+++ TASK INPUTS +++
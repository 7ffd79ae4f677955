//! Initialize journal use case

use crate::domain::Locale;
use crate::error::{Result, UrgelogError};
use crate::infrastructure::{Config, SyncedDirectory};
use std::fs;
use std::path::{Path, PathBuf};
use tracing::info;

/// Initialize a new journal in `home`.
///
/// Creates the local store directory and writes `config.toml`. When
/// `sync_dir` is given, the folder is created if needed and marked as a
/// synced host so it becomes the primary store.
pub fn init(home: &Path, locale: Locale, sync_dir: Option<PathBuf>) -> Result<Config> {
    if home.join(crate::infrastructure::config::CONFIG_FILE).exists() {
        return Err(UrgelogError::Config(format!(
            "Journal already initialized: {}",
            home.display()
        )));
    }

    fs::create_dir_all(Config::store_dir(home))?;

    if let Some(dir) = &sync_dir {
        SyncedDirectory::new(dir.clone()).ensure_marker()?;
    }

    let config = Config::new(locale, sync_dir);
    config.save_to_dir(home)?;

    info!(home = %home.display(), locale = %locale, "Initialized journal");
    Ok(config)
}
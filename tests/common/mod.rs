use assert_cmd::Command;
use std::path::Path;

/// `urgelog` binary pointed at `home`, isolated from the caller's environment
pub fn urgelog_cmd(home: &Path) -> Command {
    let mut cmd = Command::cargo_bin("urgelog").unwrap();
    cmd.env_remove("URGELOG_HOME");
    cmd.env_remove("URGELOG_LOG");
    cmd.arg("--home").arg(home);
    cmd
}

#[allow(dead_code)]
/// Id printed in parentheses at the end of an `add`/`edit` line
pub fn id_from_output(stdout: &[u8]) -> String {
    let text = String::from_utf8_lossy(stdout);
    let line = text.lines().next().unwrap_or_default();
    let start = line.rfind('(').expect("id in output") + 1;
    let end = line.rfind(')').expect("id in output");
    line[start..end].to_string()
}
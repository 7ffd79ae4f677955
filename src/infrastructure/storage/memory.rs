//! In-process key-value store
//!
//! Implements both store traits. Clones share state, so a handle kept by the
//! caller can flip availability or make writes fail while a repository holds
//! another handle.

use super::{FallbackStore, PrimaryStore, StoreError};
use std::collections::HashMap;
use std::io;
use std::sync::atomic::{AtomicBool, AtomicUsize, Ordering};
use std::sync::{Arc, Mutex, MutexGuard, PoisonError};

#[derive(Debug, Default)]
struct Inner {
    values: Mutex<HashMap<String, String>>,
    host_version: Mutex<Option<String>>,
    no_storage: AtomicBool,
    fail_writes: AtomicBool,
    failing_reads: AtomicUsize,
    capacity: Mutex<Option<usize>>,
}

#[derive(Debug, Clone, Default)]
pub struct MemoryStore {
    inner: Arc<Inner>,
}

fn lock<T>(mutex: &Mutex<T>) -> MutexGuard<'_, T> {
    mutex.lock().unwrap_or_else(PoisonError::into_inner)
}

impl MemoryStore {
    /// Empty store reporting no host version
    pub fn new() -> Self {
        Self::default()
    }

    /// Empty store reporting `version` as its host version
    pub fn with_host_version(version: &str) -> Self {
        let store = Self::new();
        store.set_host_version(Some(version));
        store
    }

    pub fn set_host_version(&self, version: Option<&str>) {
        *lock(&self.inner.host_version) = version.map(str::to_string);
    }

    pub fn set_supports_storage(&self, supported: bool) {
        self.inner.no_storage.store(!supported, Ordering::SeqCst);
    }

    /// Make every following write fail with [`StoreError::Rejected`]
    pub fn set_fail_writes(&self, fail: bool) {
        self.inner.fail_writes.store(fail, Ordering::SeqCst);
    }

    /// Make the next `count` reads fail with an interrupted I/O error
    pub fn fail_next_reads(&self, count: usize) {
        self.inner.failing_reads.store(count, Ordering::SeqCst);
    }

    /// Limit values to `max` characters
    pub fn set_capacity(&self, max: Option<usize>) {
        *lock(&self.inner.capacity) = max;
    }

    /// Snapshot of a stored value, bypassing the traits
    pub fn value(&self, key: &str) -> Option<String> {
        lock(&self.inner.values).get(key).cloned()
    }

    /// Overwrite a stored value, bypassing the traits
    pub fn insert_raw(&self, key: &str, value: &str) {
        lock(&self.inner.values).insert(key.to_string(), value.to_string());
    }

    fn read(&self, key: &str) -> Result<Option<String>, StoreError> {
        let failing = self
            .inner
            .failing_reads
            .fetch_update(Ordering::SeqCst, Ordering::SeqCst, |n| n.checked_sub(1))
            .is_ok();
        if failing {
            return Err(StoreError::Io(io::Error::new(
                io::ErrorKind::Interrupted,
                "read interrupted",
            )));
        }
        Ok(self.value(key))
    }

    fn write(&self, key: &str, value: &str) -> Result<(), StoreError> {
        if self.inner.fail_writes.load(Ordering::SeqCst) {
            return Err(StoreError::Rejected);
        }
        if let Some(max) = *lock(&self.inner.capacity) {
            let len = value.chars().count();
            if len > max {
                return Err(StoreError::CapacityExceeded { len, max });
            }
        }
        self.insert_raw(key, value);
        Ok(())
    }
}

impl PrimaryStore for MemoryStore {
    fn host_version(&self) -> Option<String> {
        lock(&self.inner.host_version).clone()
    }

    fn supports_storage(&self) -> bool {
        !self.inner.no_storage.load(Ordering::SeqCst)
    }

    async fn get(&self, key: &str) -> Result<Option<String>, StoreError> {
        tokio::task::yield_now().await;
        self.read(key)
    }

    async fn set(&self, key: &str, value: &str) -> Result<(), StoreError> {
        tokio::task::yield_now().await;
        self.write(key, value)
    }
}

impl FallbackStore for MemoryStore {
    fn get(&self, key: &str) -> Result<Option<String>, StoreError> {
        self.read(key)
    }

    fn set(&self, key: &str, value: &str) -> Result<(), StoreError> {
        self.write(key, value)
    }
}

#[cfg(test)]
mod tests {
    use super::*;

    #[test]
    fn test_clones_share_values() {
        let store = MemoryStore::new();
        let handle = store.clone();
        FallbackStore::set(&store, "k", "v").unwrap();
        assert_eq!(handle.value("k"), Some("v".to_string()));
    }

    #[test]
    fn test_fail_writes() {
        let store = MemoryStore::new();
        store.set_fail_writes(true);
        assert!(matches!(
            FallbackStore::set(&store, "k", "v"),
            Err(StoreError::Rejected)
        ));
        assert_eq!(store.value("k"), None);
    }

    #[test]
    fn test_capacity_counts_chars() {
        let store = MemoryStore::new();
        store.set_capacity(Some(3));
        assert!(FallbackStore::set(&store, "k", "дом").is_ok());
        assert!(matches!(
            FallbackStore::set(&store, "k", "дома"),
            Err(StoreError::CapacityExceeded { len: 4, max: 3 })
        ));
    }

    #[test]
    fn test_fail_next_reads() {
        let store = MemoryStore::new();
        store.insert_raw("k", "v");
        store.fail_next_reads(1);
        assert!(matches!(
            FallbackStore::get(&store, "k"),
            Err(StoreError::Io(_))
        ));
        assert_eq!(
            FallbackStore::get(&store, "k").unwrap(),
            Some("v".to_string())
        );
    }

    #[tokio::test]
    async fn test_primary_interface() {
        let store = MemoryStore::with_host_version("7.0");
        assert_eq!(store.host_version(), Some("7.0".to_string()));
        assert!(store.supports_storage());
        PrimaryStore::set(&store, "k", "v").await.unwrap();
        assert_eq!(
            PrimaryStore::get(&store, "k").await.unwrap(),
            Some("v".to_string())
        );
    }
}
+++
**EXERCISE DIRECTIONS**
Retyping every entry exactly is the whole of the task.

**RESULT OF THIS TASK**
repository 7ffd79ae4f677955
//! Initialize journal use case

use crate::domain::Locale;
use crate::error::{Result, UrgelogError};
use crate::infrastructure::{Config, SyncedDirectory};
use std::fs;
use std::path::{Path, PathBuf};
use tracing::info;

/// Initialize a new journal in `home`.
///
/// Creates the local store directory and writes `config.toml`. When
/// `sync_dir` is given, the folder is created if needed and marked as a
/// synced host so it becomes the primary store.
pub fn init(home: &Path, locale: Locale, sync_dir: Option<PathBuf>) -> Result<Config> {
    if home.join(crate::infrastructure::config::CONFIG_FILE).exists() {
        return Err(UrgelogError::Config(format!(
            "Journal already initialized: {}",
            home.display()
        )));
    }

    fs::create_dir_all(Config::store_dir(home))?;

    if let Some(dir) = &sync_dir {
        SyncedDirectory::new(dir.clone()).ensure_marker()?;
    }

    let config = Config::new(locale, sync_dir);
    config.save_to_dir(home)?;

    info!(home = %home.display(), locale = %locale, "Initialized journal");
    Ok(config)
}
filename tests/common/mod.rs
use assert_cmd::Command;
use std::path::Path;

/// `urgelog` binary pointed at `home`, isolated from the caller's environment
pub fn urgelog_cmd(home: &Path) -> Command {
    let mut cmd = Command::cargo_bin("urgelog").unwrap();
    cmd.env_remove("URGELOG_HOME");
    cmd.env_remove("URGELOG_LOG");
    cmd.arg("--home").arg(home);
    cmd
}

#[allow(dead_code)]
/// Id printed in parentheses at the end of an `add`/`edit` line
pub fn id_from_output(stdout: &[u8]) -> String {
    let text = String::from_utf8_lossy(stdout);
    let line = text.lines().next().unwrap_or_default();
    let start = line.rfind('(').expect("id in output") + 1;
    let end = line.rfind(')').expect("id in output");
    line[start..end].to_string()
}
repository 7ffd79ae4f677955
filename src/infrastructure/storage/memory.rs
//! In-process key-value store
//!
//! Implements both store traits. Clones share state, so a handle kept by the
//! caller can flip availability or make writes fail while a repository holds
//! another handle.

use super::{FallbackStore, PrimaryStore, StoreError};
use std::collections::HashMap;
use std::io;
use std::sync::atomic::{AtomicBool, AtomicUsize, Ordering};
use std::sync::{Arc, Mutex, MutexGuard, PoisonError};

#[derive(Debug, Default)]
struct Inner {
    values: Mutex<HashMap<String, String>>,
    host_version: Mutex<Option<String>>,
    no_storage: AtomicBool,
    fail_writes: AtomicBool,
    failing_reads: AtomicUsize,
    capacity: Mutex<Option<usize>>,
}

#[derive(Debug, Clone, Default)]
pub struct MemoryStore {
    inner: Arc<Inner>,
}

fn lock<T>(mutex: &Mutex<T>) -> MutexGuard<'_, T> {
    mutex.lock().unwrap_or_else(PoisonError::into_inner)
}

impl MemoryStore {
    /// Empty store reporting no host version
    pub fn new() -> Self {
        Self::default()
    }

    /// Empty store reporting `version` as its host version
    pub fn with_host_version(version: &str) -> Self {
        let store = Self::new();
        store.set_host_version(Some(version));
        store
    }

    pub fn set_host_version(&self, version: Option<&str>) {
        *lock(&self.inner.host_version) = version.map(str::to_string);
    }

    pub fn set_supports_storage(&self, supported: bool) {
        self.inner.no_storage.store(!supported, Ordering::SeqCst);
    }

    /// Make every following write fail with [`StoreError::Rejected`]
    pub fn set_fail_writes(&self, fail: bool) {
        self.inner.fail_writes.store(fail, Ordering::SeqCst);
    }

    /// Make the next `count` reads fail with an interrupted I/O error
    pub fn fail_next_reads(&self, count: usize) {
        self.inner.failing_reads.store(count, Ordering::SeqCst);
    }

    /// Limit values to `max` characters
    pub fn set_capacity(&self, max: Option<usize>) {
        *lock(&self.inner.capacity) = max;
    }

    /// Snapshot of a stored value, bypassing the traits
    pub fn value(&self, key: &str) -> Option<String> {
        lock(&self.inner.values).get(key).cloned()
    }

    /// Overwrite a stored value, bypassing the traits
    pub fn insert_raw(&self, key: &str, value: &str) {
        lock(&self.inner.values).insert(key.to_string(), value.to_string());
    }

    fn read(&self, key: &str) -> Result<Option<String>, StoreError> {
        let failing = self
            .inner
            .failing_reads
            .fetch_update(Ordering::SeqCst, Ordering::SeqCst, |n| n.checked_sub(1))
            .is_ok();
        if failing {
            return Err(StoreError::Io(io::Error::new(
                io::ErrorKind::Interrupted,
                "read interrupted",
            )));
        }
        Ok(self.value(key))
    }

    fn write(&self, key: &str, value: &str) -> Result<(), StoreError> {
        if self.inner.fail_writes.load(Ordering::SeqCst) {
            return Err(StoreError::Rejected);
        }
        if let Some(max) = *lock(&self.inner.capacity) {
            let len = value.chars().count();
            if len > max {
                return Err(StoreError::CapacityExceeded { len, max });
            }
        }
        self.insert_raw(key, value);
        Ok(())
    }
}

impl PrimaryStore for MemoryStore {
    fn host_version(&self) -> Option<String> {
        lock(&self.inner.host_version).clone()
    }

    fn supports_storage(&self) -> bool {
        !self.inner.no_storage.load(Ordering::SeqCst)
    }

    async fn get(&self, key: &str) -> Result<Option<String>, StoreError> {
        tokio::task::yield_now().await;
        self.read(key)
    }

    async fn set(&self, key: &str, value: &str) -> Result<(), StoreError> {
        tokio::task::yield_now().await;
        self.write(key, value)
    }
}

impl FallbackStore for MemoryStore {
    fn get(&self, key: &str) -> Result<Option<String>, StoreError> {
        self.read(key)
    }

    fn set(&self, key: &str, value: &str) -> Result<(), StoreError> {
        self.write(key, value)
    }
}

#[cfg(test)]
mod tests {
    use super::*;

    #[test]
    fn test_clones_share_values() {
        let store = MemoryStore::new();
        let handle = store.clone();
        FallbackStore::set(&store, "k", "v").unwrap();
        assert_eq!(handle.value("k"), Some("v".to_string()));
    }

    #[test]
    fn test_fail_writes() {
        let store = MemoryStore::new();
        store.set_fail_writes(true);
        assert!(matches!(
            FallbackStore::set(&store, "k", "v"),
            Err(StoreError::Rejected)
        ));
        assert_eq!(store.value("k"), None);
    }

    #[test]
    fn test_capacity_counts_chars() {
        let store = MemoryStore::new();
        store.set_capacity(Some(3));
        assert!(FallbackStore::set(&store, "k", "дом").is_ok());
        assert!(matches!(
            FallbackStore::set(&store, "k", "дома"),
            Err(StoreError::CapacityExceeded { len: 4, max: 3 })
        ));
    }

    #[test]
    fn test_fail_next_reads() {
        let store = MemoryStore::new();
        store.insert_raw("k", "v");
        store.fail_next_reads(1);
        assert!(matches!(
            FallbackStore::get(&store, "k"),
            Err(StoreError::Io(_))
        ));
        assert_eq!(
            FallbackStore::get(&store, "k").unwrap(),
            Some("v".to_string())
        );
    }

    #[tokio::test]
    async fn test_primary_interface() {
        let store = MemoryStore::with_host_version("7.0");
        assert_eq!(store.host_version(), Some("7.0".to_string()));
        assert!(store.supports_storage());
        PrimaryStore::set(&store, "k", "v").await.unwrap();
        assert_eq!(
            PrimaryStore::get(&store, "k").await.unwrap(),
            Some("v".to_string())
        );
    }
}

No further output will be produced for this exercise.